Word for word, restate the lines of the data from the first through the one containing "start code excluded.", and nothing else.

DATA PROVIDED: Begin

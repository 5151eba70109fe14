use crate::consts::{
    DEFAULT_PRIORITY, DMX_UNIVERSE_SIZE, PRIORITY_HIGHEST, UNIVERSE_HIGHEST, UNIVERSE_LOWEST,
};
use core::net::Ipv4Addr;

/// One universe worth of channel data, start code excluded.
pub type DmxData = heapless::Vec<u8, DMX_UNIVERSE_SIZE>;

#[derive(Debug)]
pub struct DeserializationError;

impl core::fmt::Display for DeserializationError {
    fn fmt(&self, f: &mut core::fmt::Formatter<'_>) -> core::fmt::Result {
        write!(f, "There was a deserialization error.")
    }
}

#[cfg(feature = "std")]
impl std::error::Error for DeserializationError {}

/// A sACN universe number between 1 and 63999.
#[derive(Copy, Clone, Debug, Eq, PartialEq, Ord, PartialOrd)]
#[cfg_attr(feature = "defmt", derive(defmt::Format))]
pub struct Universe(u16);

impl Universe {
    pub fn new(universe: u16) -> Result<Self, DeserializationError> {
        if !(UNIVERSE_LOWEST..=UNIVERSE_HIGHEST).contains(&universe) {
            return Err(DeserializationError);
        }

        Ok(Self(universe))
    }

    pub fn as_u16(&self) -> u16 {
        self.0
    }

    /// The multicast group data for this universe is sent to.
    /// The universe number becomes the low two octets of 239.255.0.0.
    pub fn multicast_addr(&self) -> Ipv4Addr {
        let [high, low] = self.0.to_be_bytes();
        Ipv4Addr::new(239, 255, high, low)
    }
}

impl TryFrom<u16> for Universe {
    type Error = DeserializationError;

    fn try_from(universe: u16) -> Result<Self, Self::Error> {
        Self::new(universe)
    }
}

impl From<Universe> for u16 {
    fn from(universe: Universe) -> Self {
        universe.0
    }
}

impl core::fmt::Display for Universe {
    fn fmt(&self, f: &mut core::fmt::Formatter<'_>) -> core::fmt::Result {
        write!(f, "{}", self.0)
    }
}

/// A packet priority between 0 and 200. Higher priorities win the merge.
#[derive(Copy, Clone, Debug, Eq, PartialEq, Ord, PartialOrd)]
#[cfg_attr(feature = "defmt", derive(defmt::Format))]
pub struct Priority(u8);

impl Priority {
    pub fn new(priority: u8) -> Result<Self, DeserializationError> {
        if priority > PRIORITY_HIGHEST {
            return Err(DeserializationError);
        }

        Ok(Self(priority))
    }

    pub fn as_u8(&self) -> u8 {
        self.0
    }
}

impl Default for Priority {
    fn default() -> Self {
        Self(DEFAULT_PRIORITY)
    }
}

impl TryFrom<u8> for Priority {
    type Error = DeserializationError;

    fn try_from(priority: u8) -> Result<Self, Self::Error> {
        Self::new(priority)
    }
}

impl From<Priority> for u8 {
    fn from(priority: Priority) -> Self {
        priority.0
    }
}

impl core::fmt::Display for Priority {
    fn fmt(&self, f: &mut core::fmt::Formatter<'_>) -> core::fmt::Result {
        write!(f, "{}", self.0)
    }
}

/// How concurrent sources inside the winning priority tier are combined.
#[derive(Copy, Clone, Debug, Default, Eq, PartialEq)]
#[cfg_attr(feature = "defmt", derive(defmt::Format))]
pub enum MergeMode {
    /// Highest takes precedence. Every channel becomes the largest proposed value.
    #[default]
    Htp,
    /// Latest takes precedence. The most recently heard source wins the whole frame.
    Ltp,
}

impl core::fmt::Display for MergeMode {
    fn fmt(&self, f: &mut core::fmt::Formatter<'_>) -> core::fmt::Result {
        match self {
            MergeMode::Htp => write!(f, "HTP"),
            MergeMode::Ltp => write!(f, "LTP"),
        }
    }
}

/// What happens to a universe once its last source disappeared.
#[derive(Copy, Clone, Debug, Default, Eq, PartialEq)]
#[cfg_attr(feature = "defmt", derive(defmt::Format))]
pub enum SourceLossPolicy {
    /// Keep transmitting the last merged frame.
    #[default]
    HoldLast,
    /// Push a single all-zero frame.
    Blank,
}

#[derive(Copy, Clone, Debug, Eq, PartialEq)]
#[cfg_attr(feature = "defmt", derive(defmt::Format))]
pub enum ConfigError {
    /// All universe slots are taken.
    TooManyUniverses,
    /// The universe was already registered.
    DuplicateUniverse,
    /// All input port slots are taken.
    TooManyInputPorts,
}

impl core::fmt::Display for ConfigError {
    fn fmt(&self, f: &mut core::fmt::Formatter<'_>) -> core::fmt::Result {
        match self {
            ConfigError::TooManyUniverses => write!(f, "all universe slots are taken"),
            ConfigError::DuplicateUniverse => write!(f, "the universe was already registered"),
            ConfigError::TooManyInputPorts => write!(f, "all input port slots are taken"),
        }
    }
}

#[cfg(feature = "std")]
impl std::error::Error for ConfigError {}

#[cfg(test)]
mod tests {
    use super::*;

    #[test]
    fn test_universe_bounds() {
        assert!(Universe::new(0).is_err());
        assert_eq!(Universe::new(1).unwrap().as_u16(), 1);
        assert_eq!(Universe::new(63999).unwrap().as_u16(), 63999);
        assert!(Universe::new(64000).is_err());
    }

    #[test]
    fn test_universe_multicast_addr() {
        let low = Universe::new(1).unwrap();
        assert_eq!(low.multicast_addr(), Ipv4Addr::new(239, 255, 0, 1));

        let carry = Universe::new(256).unwrap();
        assert_eq!(carry.multicast_addr(), Ipv4Addr::new(239, 255, 1, 0));

        let highest = Universe::new(63999).unwrap();
        assert_eq!(highest.multicast_addr(), Ipv4Addr::new(239, 255, 249, 255));
    }

    #[test]
    fn test_priority_bounds() {
        assert_eq!(Priority::new(0).unwrap().as_u8(), 0);
        assert_eq!(Priority::new(200).unwrap().as_u8(), 200);
        assert!(Priority::new(201).is_err());
        assert_eq!(Priority::default().as_u8(), 100);
    }
}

DATA PROVIDED: End

ANSWER BOX:
repository 5151eba70109fe14
use crate::consts::{
    DEFAULT_PRIORITY, DMX_UNIVERSE_SIZE, PRIORITY_HIGHEST, UNIVERSE_HIGHEST, UNIVERSE_LOWEST,
};
use core::net::Ipv4Addr;

/// One universe worth of channel data, start code excluded.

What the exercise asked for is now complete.